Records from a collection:
BEGIN

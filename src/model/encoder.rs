//! Feature encoding for model inference
//!
//! Reproduces the training-time transform: one-hot expansion of the
//! categorical columns followed by z-score scaling of the numeric columns.
//! The encoder artifact carries the fitted category lists and scaler
//! moments; the model's feature name order drives the final layout.

use std::collections::HashMap;

use serde::{Deserialize, Serialize};

use crate::error::EngineError;
use crate::profile::ApplicantProfile;

/// Fitted category list for one categorical column
#[derive(Debug, Clone, Serialize, Deserialize)]
pub struct CategoricalEncoding {
    /// Dataset column name
    pub column: String,
    /// Categories seen at fit time, one indicator feature each
    pub categories: Vec<String>,
}

/// Fitted scaler moments for one numeric column
#[derive(Debug, Clone, Serialize, Deserialize)]
pub struct NumericScaler {
    /// Dataset column name
    pub column: String,
    /// Training mean
    pub mean: f64,
    /// Training standard deviation
    pub std: f64,
}

/// The full fitted transform, loaded from the encoder artifact
#[derive(Debug, Clone, Serialize, Deserialize)]
pub struct FeatureEncoder {
    pub categorical: Vec<CategoricalEncoding>,
    pub numeric: Vec<NumericScaler>,
}

impl FeatureEncoder {
    /// Encode a profile into the model's feature order
    ///
    /// Features the model expects but the encoder does not produce are
    /// filled with zero, matching how an unseen category encodes.
    pub fn encode(
        &self,
        profile: &ApplicantProfile,
        feature_names: &[String],
    ) -> Result<Vec<f64>, EngineError> {
        let mut values: HashMap<String, f64> = HashMap::new();

        for encoding in &self.categorical {
            let observed = categorical_value(profile, &encoding.column)?;
            for category in &encoding.categories {
                let indicator = if *category == observed { 1.0 } else { 0.0 };
                values.insert(format!("{}_{}", encoding.column, category), indicator);
            }
        }

        for scaler in &self.numeric {
            let raw = numeric_value(profile, &scaler.column)?;
            let std = if scaler.std.abs() < f64::EPSILON {
                1.0
            } else {
                scaler.std
            };
            values.insert(scaler.column.clone(), (raw - scaler.mean) / std);
        }

        Ok(feature_names
            .iter()
            .map(|name| values.get(name).copied().unwrap_or(0.0))
            .collect())
    }

    /// Split a one-hot feature name into its (column, category) parts
    ///
    /// Returns None for numeric features and unknown prefixes.
    pub fn split_feature<'a>(&self, feature_name: &'a str) -> Option<(&str, &'a str)> {
        for encoding in &self.categorical {
            let prefix = format!("{}_", encoding.column);
            if let Some(category) = feature_name.strip_prefix(prefix.as_str()) {
                return Some((encoding.column.as_str(), category));
            }
        }
        None
    }
}

/// Dataset value of a categorical column for this profile
fn categorical_value(
    profile: &ApplicantProfile,
    column: &str,
) -> Result<&'static str, EngineError> {
    match column {
        "person_education" => Ok(profile.education.model_value()),
        "person_home_ownership" => Ok(profile.home_ownership.model_value()),
        "loan_intent" => Ok(profile.loan_purpose.model_value()),
        "previous_loan_defaults_on_file" => {
            Ok(if profile.previous_defaults { "Yes" } else { "No" })
        }
        other => Err(EngineError::Model(format!(
            "encoder references unknown categorical column '{other}'"
        ))),
    }
}

/// Dataset value of a numeric column for this profile
fn numeric_value(profile: &ApplicantProfile, column: &str) -> Result<f64, EngineError> {
    match column {
        "person_age" => Ok(f64::from(profile.age)),
        "person_income" => Ok(profile.annual_income()),
        "person_emp_exp" => Ok(f64::from(profile.experience_years)),
        "loan_amnt" => Ok(profile.loan_amount),
        "loan_percent_income" => Ok(profile.loan_percent_income()),
        "cb_person_cred_hist_length" => Ok(profile.credit_history_years()),
        "credit_score" => Ok(f64::from(profile.credit_score_or_default())),
        other => Err(EngineError::Model(format!(
            "encoder references unknown numeric column '{other}'"
        ))),
    }
}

END

Task goal:
Locate the lines above that contain "values" and copy them.

Result for this exercise:
        let mut values: HashMap<String, f64> = HashMap::new();
                values.insert(format!("{}_{}", encoding.column, category), indicator);
            values.insert(scaler.column.clone(), (raw - scaler.mean) / std);
            .map(|name| values.get(name).copied().unwrap_or(0.0))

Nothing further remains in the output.